Albert Ernest Radford  (January 25, 1918 – April 12, 2006) was an American botanist active in the Southeastern United States. He was best known for his work as senior author of Manual of the Vascular Flora of the Carolinas, the definitive flora for North Carolina and South Carolina.

Biography

Radford was born in  Augusta, Georgia to Albert and Eloise Moseley Radford, one of nine children. He was educated at Junior College of Augusta, Furman University (B.S., 1939) and the University of North Carolina at Chapel Hill (Ph.D., 1948).

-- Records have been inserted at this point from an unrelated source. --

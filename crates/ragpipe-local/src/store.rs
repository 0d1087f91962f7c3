//! In-memory document store with lexical retrieval.
//!
//! This module is intentionally:
//! - **offline**: no network calls, no embeddings backend
//! - **bounded**: callers cap result counts per query
//! - **deterministic**: stable scoring and tie-breaks (score desc, id asc)
//!
//! It implements the provider traits so the response pipeline can run
//! end-to-end without external services: token overlap with the query stands
//! in for vector similarity, and case-insensitive substring matching stands
//! in for ILIKE keyword search.

use std::collections::BTreeMap;
use std::sync::{RwLock, RwLockReadGuard, RwLockWriteGuard};

use ragpipe_core::{
    KeywordSearchProvider, Result, RetrievalQuery, SearchRecord, VectorSearchProvider,
};

use crate::merge::KEYWORD_ONLY_SIMILARITY;
use crate::rerank::{overlap_score, tokenize};

#[derive(Debug, Clone)]
pub struct StoredDocument {
    pub id: String,
    pub content: String,
    pub url: Option<String>,
    pub source_id: Option<String>,
    pub metadata: serde_json::Value,
}

impl StoredDocument {
    pub fn new(id: impl Into<String>, content: impl Into<String>) -> Self {
        Self {
            id: id.into(),
            content: content.into(),
            url: None,
            source_id: None,
            metadata: serde_json::Value::Null,
        }
    }
}

/// Shared in-memory corpus. Holds no state beyond the document map; every
/// search call reads a consistent snapshot and returns fresh records.
#[derive(Debug, Default)]
pub struct MemoryStore {
    // Keyed by document id (stable iteration order).
    docs: RwLock<BTreeMap<String, StoredDocument>>,
}

impl MemoryStore {
    pub fn new() -> Self {
        Self::default()
    }

    fn read(&self) -> RwLockReadGuard<'_, BTreeMap<String, StoredDocument>> {
        self.docs.read().unwrap_or_else(|e| e.into_inner())
    }

    fn write(&self) -> RwLockWriteGuard<'_, BTreeMap<String, StoredDocument>> {
        self.docs.write().unwrap_or_else(|e| e.into_inner())
    }

    /// Insert or replace by id. Returns true when an existing document was
    /// replaced.
    pub fn upsert(&self, doc: StoredDocument) -> bool {
        self.write().insert(doc.id.clone(), doc).is_some()
    }

    pub fn len(&self) -> usize {
        self.read().len()
    }

    pub fn is_empty(&self) -> bool {
        self.read().is_empty()
    }

    pub fn clear(&self) {
        self.write().clear();
    }

    /// Distinct source ids with document counts, sorted by source id.
    /// Documents without a source are grouped under `"unknown"`.
    pub fn sources(&self) -> Vec<(String, usize)> {
        let docs = self.read();
        let mut counts: BTreeMap<String, usize> = BTreeMap::new();
        for d in docs.values() {
            let key = d.source_id.clone().unwrap_or_else(|| "unknown".to_string());
            *counts.entry(key).or_insert(0) += 1;
        }
        counts.into_iter().collect()
    }

    fn matches_source(doc: &StoredDocument, q: &RetrievalQuery) -> bool {
        match q.source.as_deref() {
            Some(want) => doc.source_id.as_deref() == Some(want),
            None => true,
        }
    }

    fn record_for(doc: &StoredDocument, similarity: f64) -> SearchRecord {
        SearchRecord {
            id: Some(doc.id.clone()),
            content: doc.content.clone(),
            url: doc.url.clone(),
            source_id: doc.source_id.clone(),
            metadata: doc.metadata.clone(),
            similarity,
            rerank_score: None,
            content_truncated: false,
        }
    }
}

#[async_trait::async_trait]
impl VectorSearchProvider for MemoryStore {
    fn name(&self) -> &'static str {
        "memory_lexical"
    }

    async fn vector_search(&self, q: &RetrievalQuery) -> Result<Vec<SearchRecord>> {
        let q_toks = tokenize(&q.query);
        let docs = self.read();
        let mut out: Vec<SearchRecord> = docs
            .values()
            .filter(|d| Self::matches_source(d, q))
            .map(|d| Self::record_for(d, overlap_score(&q_toks, &tokenize(&d.content))))
            .filter(|r| r.similarity > 0.0)
            .collect();
        // Stable: similarity desc, then id asc.
        out.sort_by(|a, b| {
            b.similarity
                .partial_cmp(&a.similarity)
                .unwrap_or(std::cmp::Ordering::Equal)
                .then_with(|| a.id.cmp(&b.id))
        });
        out.truncate(q.match_count.max(1));
        Ok(out)
    }
}

#[async_trait::async_trait]
impl KeywordSearchProvider for MemoryStore {
    fn name(&self) -> &'static str {
        "memory_keyword"
    }

    async fn keyword_search(&self, q: &RetrievalQuery) -> Result<Vec<SearchRecord>> {
        let needle = q.query.trim().to_lowercase();
        if needle.is_empty() {
            return Ok(Vec::new());
        }
        let docs = self.read();
        let mut hits: Vec<(usize, SearchRecord)> = Vec::new();
        for d in docs.values().filter(|d| Self::matches_source(d, q)) {
            let occurrences = d.content.to_lowercase().matches(&needle).count();
            if occurrences == 0 {
                continue;
            }
            hits.push((occurrences, Self::record_for(d, KEYWORD_ONLY_SIMILARITY)));
        }
        // Stable: occurrence count desc, then id asc.
        hits.sort_by(|a, b| b.0.cmp(&a.0).then_with(|| a.1.id.cmp(&b.1.id)));
        Ok(hits
            .into_iter()
            .take(q.match_count.max(1))
            .map(|(_, r)| r)
            .collect())
    }
}
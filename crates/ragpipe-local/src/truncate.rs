//! Result-set truncation: fit an ordered list of records to a token budget.
//!
//! Records beyond the cutoff are dropped whole, never partially included, so
//! the payload estimate never exceeds the budget — with one documented
//! exception: when the input was non-empty and the budget is positive, at
//! least one (maximally truncated) record is kept.

use ragpipe_core::{SearchRecord, SizeConstraints, TruncationInfo};

use crate::budget::{estimate_tokens, truncate_content, CHARS_PER_TOKEN};

/// Fixed per-record token estimate for id/url/source/metadata and JSON keys.
pub const PER_RECORD_OVERHEAD_TOKENS: usize = 100;

fn record_cost(r: &SearchRecord) -> usize {
    estimate_tokens(&r.content) + PER_RECORD_OVERHEAD_TOKENS
}

/// Apply `constraints` to `results`: per-field content truncation (unless
/// `include_full_content`), then a budget walk in the existing order.
pub fn truncate_results_to_fit(
    results: &[SearchRecord],
    constraints: &SizeConstraints,
) -> (Vec<SearchRecord>, TruncationInfo) {
    let original_count = results.len();
    if original_count == 0 {
        return (Vec::new(), TruncationInfo::default());
    }

    let budget = constraints.available_tokens();

    let mut content_truncated_count = 0usize;
    let mut prepared: Vec<SearchRecord> = Vec::with_capacity(original_count);
    for r in results {
        let mut r = r.clone();
        if !constraints.include_full_content {
            let (content, was) = truncate_content(&r.content, constraints.max_content_length);
            if was {
                r.content = content;
                r.content_truncated = true;
                content_truncated_count += 1;
            }
        }
        prepared.push(r);
    }

    let mut cutoff = 0usize;
    let mut used_tokens = 0usize;
    for r in &prepared {
        let cost = record_cost(r);
        if used_tokens + cost > budget {
            break;
        }
        used_tokens += cost;
        cutoff += 1;
    }

    prepared.truncate(cutoff.max(1));
    let mut kept = prepared;

    if cutoff == 0 {
        if budget == 0 {
            // A zero budget is the one case where size enforcement may return
            // an empty set.
            kept.clear();
        } else if let Some(first) = kept.first_mut() {
            // Minimum-one-record policy: squeeze the first record's content
            // down to whatever the budget leaves after overhead.
            let content_tokens = budget.saturating_sub(PER_RECORD_OVERHEAD_TOKENS);
            let (content, was) =
                truncate_content(&first.content, content_tokens * CHARS_PER_TOKEN);
            if was {
                if !first.content_truncated {
                    first.content_truncated = true;
                    content_truncated_count += 1;
                }
                first.content = content;
            }
            used_tokens = record_cost(first);
        }
    }

    let final_count = kept.len();
    let info = TruncationInfo {
        truncated: final_count < original_count || content_truncated_count > 0,
        original_count,
        final_count,
        content_truncated_count,
        estimated_tokens: used_tokens,
    };
    (kept, info)
}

He served in the 51st Engineer Combat Battalion of the United States Army during World War II and saw action in North Africa and Europe, including the Battle of the Bulge, for which his battalion was awarded the Croix de Guerre.

He and his wife (married 1941), Laurie Stewart Radford (1910–2004), had three children, David, John, and Linda. Albert was Professor of Botany at the University of North Carolina at Chapel Hill for forty years and director of the University of North Carolina Herbarium for 23 years.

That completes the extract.